You can improve most things in music by isolation and practice. The specific thing in this case is the noteyness of the left hand. You can practice as follows. Play the left hand passage and think of the general phrasing that it suggests by itself. Chopin's music often has both hands do different things phrasing wise so see what it suggests by it self.

For example: The second and third bars by themselves suggest a rise and fall. So try increasing in volume and decreasing right there. Be sure to use your pedal to connect as much as possible.
Once you feel the rise and fall and can clearly hear it taking place for your self, try adding the right had and see how the phrasing in both connects. Do it as slowly as you must while focusing on your phrasing. Gradually increase your tempo. Practice the phrasing in the context of the two bars around it. And go about like that. 2 bars at a time while looking for patterns in phrasing.

Music is feeling, yes, but playing the piano is a mechanical process. When in doubt, isolate and practice thinking about what you want to accomplish. Takes a while but you will improve a lot.
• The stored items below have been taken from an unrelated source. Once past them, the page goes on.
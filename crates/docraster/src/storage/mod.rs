pub mod filesystem;

pub use filesystem::MediaStore;
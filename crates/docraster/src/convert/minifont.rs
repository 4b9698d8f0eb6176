//! Built-in 5x7 bitmap font, used only when no scalable font can be
//! loaded. Covers printable ASCII; anything else renders as a blank cell.
//!
//! Glyphs are stored column-major, five bytes per glyph, bit `i` of each
//! byte being the pixel in row `i` (top to bottom). Drawn at 2x so a cell
//! is 10x14 pixels with a 12 pixel advance, roughly matching the metrics
//! of the 16px scalable path.

use image::{Rgb, RgbImage};

const GLYPH_SCALE: u32 = 2;
const GLYPH_ADVANCE: u32 = 6 * GLYPH_SCALE;
const INK: Rgb<u8> = Rgb([0, 0, 0]);

/// Draw one line of text starting at `(x, y)` (top-left of the first
/// glyph cell). Glyphs running past the right edge are dropped.
pub fn draw_line(canvas: &mut RgbImage, x: u32, y: u32, text: &str) {
    let mut pen_x = x;
    for ch in text.chars() {
        if pen_x + GLYPH_ADVANCE > canvas.width() {
            break;
        }
        draw_glyph(canvas, pen_x, y, ch);
        pen_x += GLYPH_ADVANCE;
    }
}

fn draw_glyph(canvas: &mut RgbImage, x: u32, y: u32, ch: char) {
    let Some(glyph) = glyph_for(ch) else {
        return;
    };
    for (col, bits) in glyph.iter().enumerate() {
        for row in 0..7u32 {
            if bits & (1 << row) == 0 {
                continue;
            }
            let px = x + col as u32 * GLYPH_SCALE;
            let py = y + row * GLYPH_SCALE;
            for dx in 0..GLYPH_SCALE {
                for dy in 0..GLYPH_SCALE {
                    if px + dx < canvas.width() && py + dy < canvas.height() {
                        canvas.put_pixel(px + dx, py + dy, INK);
                    }
                }
            }
        }
    }
}

fn glyph_for(ch: char) -> Option<&'static [u8; 5]> {
    let code = ch as u32;
    if !(0x20..=0x7E).contains(&code) {
        return None;
    }
    Some(&FONT_5X7[(code - 0x20) as usize])
}

/// Classic public-domain 5x7 font, printable ASCII 0x20..=0x7E.
#[rustfmt::skip]
const FONT_5X7: [[u8; 5]; 95] = [
    [0x00, 0x00, 0x00, 0x00, 0x00], // ' '
    [0x00, 0x00, 0x5F, 0x00, 0x00], // '!'
    [0x00, 0x07, 0x00, 0x07, 0x00], // '"'
    [0x14, 0x7F, 0x14, 0x7F, 0x14], // '#'
    [0x24, 0x2A, 0x7F, 0x2A, 0x12], // '$'
    [0x23, 0x13, 0x08, 0x64, 0x62], // '%'
    [0x36, 0x49, 0x55, 0x22, 0x50], // '&'
    [0x00, 0x05, 0x03, 0x00, 0x00], // '\''
    [0x00, 0x1C, 0x22, 0x41, 0x00], // '('
    [0x00, 0x41, 0x22, 0x1C, 0x00], // ')'
    [0x08, 0x2A, 0x1C, 0x2A, 0x08], // '*'
    [0x08, 0x08, 0x3E, 0x08, 0x08], // '+'
    [0x00, 0x50, 0x30, 0x00, 0x00], // ','
    [0x08, 0x08, 0x08, 0x08, 0x08], // '-'
    [0x00, 0x60, 0x60, 0x00, 0x00], // '.'
    [0x20, 0x10, 0x08, 0x04, 0x02], // '/'
    [0x3E, 0x51, 0x49, 0x45, 0x3E], // '0'
    [0x00, 0x42, 0x7F, 0x40, 0x00], // '1'
    [0x42, 0x61, 0x51, 0x49, 0x46], // '2'
    [0x21, 0x41, 0x45, 0x4B, 0x31], // '3'
    [0x18, 0x14, 0x12, 0x7F, 0x10], // '4'
    [0x27, 0x45, 0x45, 0x45, 0x39], // '5'
    [0x3C, 0x4A, 0x49, 0x49, 0x30], // '6'
    [0x01, 0x71, 0x09, 0x05, 0x03], // '7'
    [0x36, 0x49, 0x49, 0x49, 0x36], // '8'
    [0x06, 0x49, 0x49, 0x29, 0x1E], // '9'
    [0x00, 0x36, 0x36, 0x00, 0x00], // ':'
    [0x00, 0x56, 0x36, 0x00, 0x00], // ';'
    [0x00, 0x08, 0x14, 0x22, 0x41], // '<'
    [0x14, 0x14, 0x14, 0x14, 0x14], // '='
    [0x41, 0x22, 0x14, 0x08, 0x00], // '>'
    [0x02, 0x01, 0x51, 0x09, 0x06], // '?'
    [0x32, 0x49, 0x79, 0x41, 0x3E], // '@'
    [0x7E, 0x11, 0x11, 0x11, 0x7E], // 'A'
    [0x7F, 0x49, 0x49, 0x49, 0x36], // 'B'
    [0x3E, 0x41, 0x41, 0x41, 0x22], // 'C'
    [0x7F, 0x41, 0x41, 0x22, 0x1C], // 'D'
    [0x7F, 0x49, 0x49, 0x49, 0x41], // 'E'
    [0x7F, 0x09, 0x09, 0x01, 0x01], // 'F'
    [0x3E, 0x41, 0x41, 0x51, 0x32], // 'G'
    [0x7F, 0x08, 0x08, 0x08, 0x7F], // 'H'
    [0x00, 0x41, 0x7F, 0x41, 0x00], // 'I'
    [0x20, 0x40, 0x41, 0x3F, 0x01], // 'J'
    [0x7F, 0x08, 0x14, 0x22, 0x41], // 'K'
    [0x7F, 0x40, 0x40, 0x40, 0x40], // 'L'
    [0x7F, 0x02, 0x04, 0x02, 0x7F], // 'M'
    [0x7F, 0x04, 0x08, 0x10, 0x7F], // 'N'
    [0x3E, 0x41, 0x41, 0x41, 0x3E], // 'O'
    [0x7F, 0x09, 0x09, 0x09, 0x06], // 'P'
    [0x3E, 0x41, 0x51, 0x21, 0x5E], // 'Q'
    [0x7F, 0x09, 0x19, 0x29, 0x46], // 'R'
    [0x46, 0x49, 0x49, 0x49, 0x31], // 'S'
    [0x01, 0x01, 0x7F, 0x01, 0x01], // 'T'
    [0x3F, 0x40, 0x40, 0x40, 0x3F], // 'U'
    [0x1F, 0x20, 0x40, 0x20, 0x1F], // 'V'
    [0x7F, 0x20, 0x18, 0x20, 0x7F], // 'W'
    [0x63, 0x14, 0x08, 0x14, 0x63], // 'X'
    [0x03, 0x04, 0x78, 0x04, 0x03], // 'Y'
    [0x61, 0x51, 0x49, 0x45, 0x43], // 'Z'
    [0x00, 0x00, 0x7F, 0x41, 0x41], // '['
    [0x02, 0x04, 0x08, 0x10, 0x20], // '\\'
    [0x41, 0x41, 0x7F, 0x00, 0x00], // ']'
    [0x04, 0x02, 0x01, 0x02, 0x04], // '^'
    [0x40, 0x40, 0x40, 0x40, 0x40], // '_'
    [0x00, 0x01, 0x02, 0x04, 0x00], // '`'
    [0x20, 0x54, 0x54, 0x54, 0x78], // 'a'
    [0x7F, 0x48, 0x44, 0x44, 0x38], // 'b'
    [0x38, 0x44, 0x44, 0x44, 0x20], // 'c'
    [0x38, 0x44, 0x44, 0x48, 0x7F], // 'd'
    [0x38, 0x54, 0x54, 0x54, 0x18], // 'e'
    [0x08, 0x7E, 0x09, 0x01, 0x02], // 'f'
    [0x08, 0x14, 0x54, 0x54, 0x3C], // 'g'
    [0x7F, 0x08, 0x04, 0x04, 0x78], // 'h'
    [0x00, 0x44, 0x7D, 0x40, 0x00], // 'i'
    [0x20, 0x40, 0x44, 0x3D, 0x00], // 'j'
    [0x00, 0x7F, 0x10, 0x28, 0x44], // 'k'
    [0x00, 0x41, 0x7F, 0x40, 0x00], // 'l'
    [0x7C, 0x04, 0x18, 0x04, 0x78], // 'm'
    [0x7C, 0x08, 0x04, 0x04, 0x78], // 'n'
    [0x38, 0x44, 0x44, 0x44, 0x38], // 'o'
    [0x7C, 0x14, 0x14, 0x14, 0x08], // 'p'
    [0x08, 0x14, 0x14, 0x18, 0x7C], // 'q'
    [0x7C, 0x08, 0x04, 0x04, 0x08], // 'r'
    [0x48, 0x54, 0x54, 0x54, 0x20], // 's'
    [0x04, 0x3F, 0x44, 0x40, 0x20], // 't'
    [0x3C, 0x40, 0x40, 0x20, 0x7C], // 'u'
    [0x1C, 0x20, 0x40, 0x20, 0x1C], // 'v'
    [0x3C, 0x40, 0x30, 0x40, 0x3C], // 'w'
    [0x44, 0x28, 0x10, 0x28, 0x44], // 'x'
    [0x0C, 0x50, 0x50, 0x50, 0x3C], // 'y'
    [0x44, 0x64, 0x54, 0x4C, 0x44], // 'z'
    [0x00, 0x08, 0x36, 0x41, 0x00], // '{'
    [0x00, 0x00, 0x7F, 0x00, 0x00], // '|'
    [0x00, 0x41, 0x36, 0x08, 0x00], // '}'
    [0x08, 0x04, 0x08, 0x10, 0x08], // '~'
];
  • Dynamic level - this is still marked "p" - no change from the start of the piece (After the first couple of bars introduction)
  • Pedalling - don't be afraid to add some legato pedalling that is not marked.
  • Separate the dynamics of the top and bottom notes of the octaves. The LH thumb has a counter-melody in the snippet you attached. The LH little finger doesn't, so make the little finger quieter. (I'm not sure what you mean by "putting your weight down.")
  • Tempo - it's not a race! Slow down!

Those things should help smooth it out a bit, but without hearing your current performance, it's hard to be more specific.